Professor plays key role in showing how gas escapes Milky Way Galaxy
Released: May 19, 2008
When you hear the words “milky way” you think of the candy bar, right? Not the case for University of Wisconsin – Whitewater Assistant Professor of Physics Robert Benjamin. To him, the Milky Way Galaxy is much more. “It’s about the thrill of discovery,” he says.
And discover he has. Recently, Benjamin found that cosmic rays are causing the Milky Way Galaxy to shed gas, a characteristic previously associated with much more active star-forming galaxies than the Milky Way.
His recently co-authored paper presents a model of how the gas and dust between the stars of the Milky Way Galaxy can be heated by supernova explosions to such a high temperature that the gas ends up continuously flowing out into intergalactic space in a process called a Galactic Wind.

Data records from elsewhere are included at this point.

//! Layered config resolution with a TTL cache (SPEC_FULL.md §4.6). Grounded
//! on the teacher's `config::remote` read-through cache: defaults compiled
//! in, overlaid by the latest `scope=GLOBAL` row, overlaid again by the
//! latest `scope=USER` row for the leader being processed.

use std::collections::HashMap;
use std::time::{Duration, Instant};

use parking_lot::RwLock;

use crate::db::Store;
use crate::models::{CopySizingConfig, GuardrailConfig, ResolvedConfig, SmallTradeBufferingConfig};

const TTL: Duration = Duration::from_secs(300);

type CacheKey = Option<String>;

pub struct ConfigResolver {
    store: Store,
    cache: RwLock<HashMap<CacheKey, (ResolvedConfig, Instant)>>,
}

impl ConfigResolver {
    pub fn new(store: Store) -> Self {
        ConfigResolver { store, cache: RwLock::new(HashMap::new()) }
    }

    /// Effective config for `followed_user_id`, or the global config when
    /// `None`. Read-through with a 5-minute TTL; an expired entry is simply
    /// recomputed on the next call (lazy expiry, no background sweep).
    pub async fn resolve(&self, followed_user_id: Option<&str>) -> anyhow::Result<ResolvedConfig> {
        let key = followed_user_id.map(str::to_string);

        if let Some((cfg, fetched_at)) = self.cache.read().get(&key) {
            if fetched_at.elapsed() < TTL {
                return Ok(cfg.clone());
            }
        }

        let resolved = self.load(followed_user_id).await?;
        self.cache.write().insert(key, (resolved.clone(), Instant::now()));
        Ok(resolved)
    }

    pub fn invalidate(&self, followed_user_id: Option<&str>) {
        self.cache.write().remove(&followed_user_id.map(str::to_string));
    }

    async fn load(&self, followed_user_id: Option<&str>) -> anyhow::Result<ResolvedConfig> {
        let guardrails = self.layered_guardrails(followed_user_id).await?;
        let sizing = self.layered_sizing(followed_user_id).await?;
        let buffering = self.layered_buffering().await?;
        Ok(ResolvedConfig { guardrails, sizing, buffering })
    }

    async fn layered_guardrails(&self, followed_user_id: Option<&str>) -> anyhow::Result<GuardrailConfig> {
        let mut cfg = match self.store.get_guardrail_config("GLOBAL", None).await? {
            Some(json) => serde_json::from_str(&json).unwrap_or_default(),
            None => GuardrailConfig::default(),
        };
        if let Some(user) = followed_user_id {
            if let Some(json) = self.store.get_guardrail_config("USER", Some(user)).await? {
                cfg = serde_json::from_str(&json).unwrap_or(cfg);
            }
        }
        Ok(cfg)
    }

    async fn layered_sizing(&self, followed_user_id: Option<&str>) -> anyhow::Result<CopySizingConfig> {
        let mut cfg = match self.store.get_copy_sizing_config("GLOBAL", None).await? {
            Some(json) => serde_json::from_str(&json).unwrap_or_default(),
            None => CopySizingConfig::default(),
        };
        if let Some(user) = followed_user_id {
            if let Some(json) = self.store.get_copy_sizing_config("USER", Some(user)).await? {
                cfg = serde_json::from_str(&json).unwrap_or(cfg);
            }
        }
        Ok(cfg)
    }

    /// Global only — no per-leader override exists for buffering (SPEC_FULL
    /// §3.1's `config:smallTradeBuffering` checkpoint key is process-wide).
    async fn layered_buffering(&self) -> anyhow::Result<SmallTradeBufferingConfig> {
        match self.store.get_checkpoint("config:smallTradeBuffering").await? {
            Some(json) => Ok(serde_json::from_str(&json).unwrap_or_default()),
            None => Ok(SmallTradeBufferingConfig::default()),
        }
    }
}

#[cfg(test)]
mod tests {
    use super::*;
    use tempfile::NamedTempFile;

    async fn fresh_store() -> Store {
        let file = NamedTempFile::new().unwrap();
        let store = Store::open(file.path().to_str().unwrap()).unwrap();
        store.migrate().await.unwrap();
        std::mem::forget(file);
        store
    }

    #[tokio::test]
    async fn falls_back_to_compiled_defaults_when_no_rows_exist() {
        let store = fresh_store().await;
        let resolver = ConfigResolver::new(store);
        let resolved = resolver.resolve(None).await.unwrap();
        assert_eq!(resolved.sizing.copy_pct_notional_bps, 100);
        assert_eq!(resolved.guardrails.max_total_exposure_bps, 7_000);
    }

    #[tokio::test]
    async fn caches_until_ttl_elapses() {
        let store = fresh_store().await;
        let resolver = ConfigResolver::new(store);
        let first = resolver.resolve(Some("leader1")).await.unwrap();
        let second = resolver.resolve(Some("leader1")).await.unwrap();
        assert_eq!(first.sizing.copy_pct_notional_bps, second.sizing.copy_pct_notional_bps);
    }
}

Part of his work was featured in the “News & Views” section of the April 17, 2008 issue of Nature, which highlights interesting or important scientific work in a variety of fields.
“This was a very gratifying paper for me because it was a problem that I couldn’t initially solve,” said Benjamin. “When I first came to Wisconsin, I worked on trying to model such a wind, but I could never get the gas to escape the Galaxy. As it turns out, adding cosmic rays into the mixture solved this long-standing problem.”

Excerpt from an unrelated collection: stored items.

//! Periodic Data API poller with pagination cursor handling and
//! WS-trade reconciliation (SPEC_FULL.md §4.2). Grounded on
//! `scrapers/polymarket_api.rs`'s periodic-poll-with-cursor shape.

use chrono::{DateTime, Duration, Utc};
use serde::{Deserialize, Serialize};
use uuid::Uuid;

use crate::data_api_client::{DataApiClient, DataApiTrade};
use crate::db::Store;
use crate::models::{EnrichmentStatus, FollowedUser, TradeEvent, TradeSource};

const PAGE_SIZE: usize = 100;
const MAX_PAGES_ROUTINE: usize = 10;
const MAX_PAGES_FAST: usize = 5;
const DEFAULT_BACKFILL: Duration = Duration::minutes(15);

#[derive(Debug, Clone, Serialize, Deserialize, Default)]
struct Cursor {
    last_time: Option<DateTime<Utc>>,
    resume_before: Option<DateTime<Utc>>,
}

pub struct ApiIngestor {
    client: DataApiClient,
    store: Store,
}

impl ApiIngestor {
    pub fn new(client: DataApiClient, store: Store) -> Self {
        ApiIngestor { client, store }
    }

    pub async fn run_forever(self, interval_secs: u64) {
        let mut ticker = tokio::time::interval(std::time::Duration::from_secs(interval_secs));
        loop {
            ticker.tick().await;
            let users = match self.store.list_followed_users().await {
                Ok(u) => u,
                Err(err) => {
                    tracing::warn!(error = %err, "failed to list followed users");
                    continue;
                }
            };
            for user in users.into_iter().filter(|u| u.enabled) {
                if let Err(err) = self.poll_once(&user, false).await {
                    tracing::warn!(error = %err, user = %user.id, "api ingest cycle failed");
                }
            }
        }
    }

    async fn load_cursor(&self, user_id: &str) -> anyhow::Result<Cursor> {
        let key = format!("api:cursor:{user_id}");
        match self.store.get_checkpoint(&key).await? {
            Some(json) => Ok(serde_json::from_str(&json).unwrap_or_default()),
            None => Ok(Cursor {
                last_time: Some(Utc::now() - DEFAULT_BACKFILL),
                resume_before: None,
            }),
        }
    }

    async fn save_cursor(&self, user_id: &str, cursor: &Cursor) -> anyhow::Result<()> {
        let key = format!("api:cursor:{user_id}");
        self.store
            .set_checkpoint(&key, &serde_json::to_string(cursor)?)
            .await
    }

    pub async fn poll_once(&self, user: &FollowedUser, fast_path: bool) -> anyhow::Result<()> {
        let mut cursor = self.load_cursor(&user.id).await?;
        let max_pages = if fast_path { MAX_PAGES_FAST } else { MAX_PAGES_ROUTINE };

        let mut before = cursor.resume_before;
        let mut pages_fetched = 0usize;
        let mut max_time_seen: Option<DateTime<Utc>> = None;
        let mut prev_oldest: Option<DateTime<Utc>> = None;
        let mut stalled = false;
        let mut exhausted = false;

        loop {
            if pages_fetched >= max_pages {
                break;
            }
            let page = self
                .client
                .fetch_wallet_trades(&user.profile_wallet, before, PAGE_SIZE)
                .await?;
            pages_fetched += 1;

            if page.is_empty() {
                exhausted = true;
                break;
            }

            for trade in &page {
                max_time_seen = Some(max_time_seen.map_or(trade.timestamp, |m| m.max(trade.timestamp)));
                self.ingest_api_trade(user, trade).await?;
            }

            let oldest_in_page = page.iter().map(|t| t.timestamp).min().unwrap();
            if let Some(prev) = prev_oldest {
                if oldest_in_page >= prev {
                    stalled = true;
                    break;
                }
            }
            prev_oldest = Some(oldest_in_page);
            before = Some(oldest_in_page);

            if page.len() < PAGE_SIZE {
                exhausted = true;
                break;
            }
        }

        if stalled {
            tracing::warn!(user = %user.id, "api ingest pagination stalled, retrying next cycle");
            // cursor untouched; try again next cycle
        } else if exhausted {
            if let Some(max_time) = max_time_seen {
                cursor.last_time = Some(max_time);
            }
            cursor.resume_before = None;
            self.save_cursor(&user.id, &cursor).await?;
        } else {
            // hit max_pages: save resume point, do not advance last_time
            cursor.resume_before = before;
            self.save_cursor(&user.id, &cursor).await?;
        }

        Ok(())
    }

    async fn ingest_api_trade(&self, user: &FollowedUser, trade: &DataApiTrade) -> anyhow::Result<()> {
        let side = trade.side;
        if let Some((existing_id, event_time, detect_time)) = self
            .store
            .find_ws_trade_for_reconcile(&trade.tx_hash, &user.id, side, &trade.asset_id)
            .await?
        {
            if event_time == detect_time || trade.timestamp < event_time {
                self.store.backpatch_event_time(&existing_id, trade.timestamp).await?;
            }
            return Ok(());
        }

        let source_id = trade.id.clone().unwrap_or_else(|| {
            format!(
                "{}_{}_{}_{}_{}",
                trade.tx_hash,
                trade.timestamp.timestamp(),
                side.as_str(),
                trade.asset_id,
                trade.size_micros
            )
        });

        let now = Utc::now();
        let event = TradeEvent {
            id: Uuid::new_v4().to_string(),
            source: TradeSource::PolymarketApi,
            source_id: Some(source_id),
            tx_hash: trade.tx_hash.clone(),
            log_index: None,
            is_canonical: true,
            profile_wallet: user.id.clone(),
            proxy_wallet: trade.proxy_wallet.clone(),
            side,
            price_micros: trade.price_micros,
            share_micros: trade.size_micros,
            notional_micros: trade.notional_micros,
            fee_micros: 0,
            event_time: trade.timestamp,
            detect_time: now,
            market_id: trade.market_id.clone(),
            asset_id: Some(trade.asset_id.clone()),
            raw_token_id: Some(trade.asset_id.clone()),
            condition_id: trade.condition_id.clone(),
            enrichment_status: EnrichmentStatus::Pending,
        };

        let inserted = self.store.insert_trade_event(&event).await?;
        if inserted {
            let payload = serde_json::json!({
                "tradeEventId": event.id,
                "followedUserId": user.id,
            });
            self.store
                .enqueue("ingestEvents", &event.id, &payload.to_string())
                .await?;
        }
        Ok(())
    }
}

The paper, done in collaboration with John Everett, Ellen Zweibel, Dan McCammon, Lindsay Rocks and John Gallagher, astrophysicists at UW-Madison, show how we may see evidence of gas being blown out of the Milky Way by stellar explosions. It's a complementary process to another recent discovery of gas crashing into the Galaxy from intergalactic space. The newest paper, “The Milky Way’s Kiloparsec-Scale Wind: A Hybrid Cosmic-Ray and Thermally Driven Outflow,” was published this year in The Astrophysical Journal.
Earlier this year, Benjamin was recognized for gathering information and images about a giant cloud of hydrogen gas headed toward the Milky Way Galaxy. Smith’s Cloud is about a million times larger than the mass of the sun. It is projected to collide with the Galaxy in approximately 20-40 million years.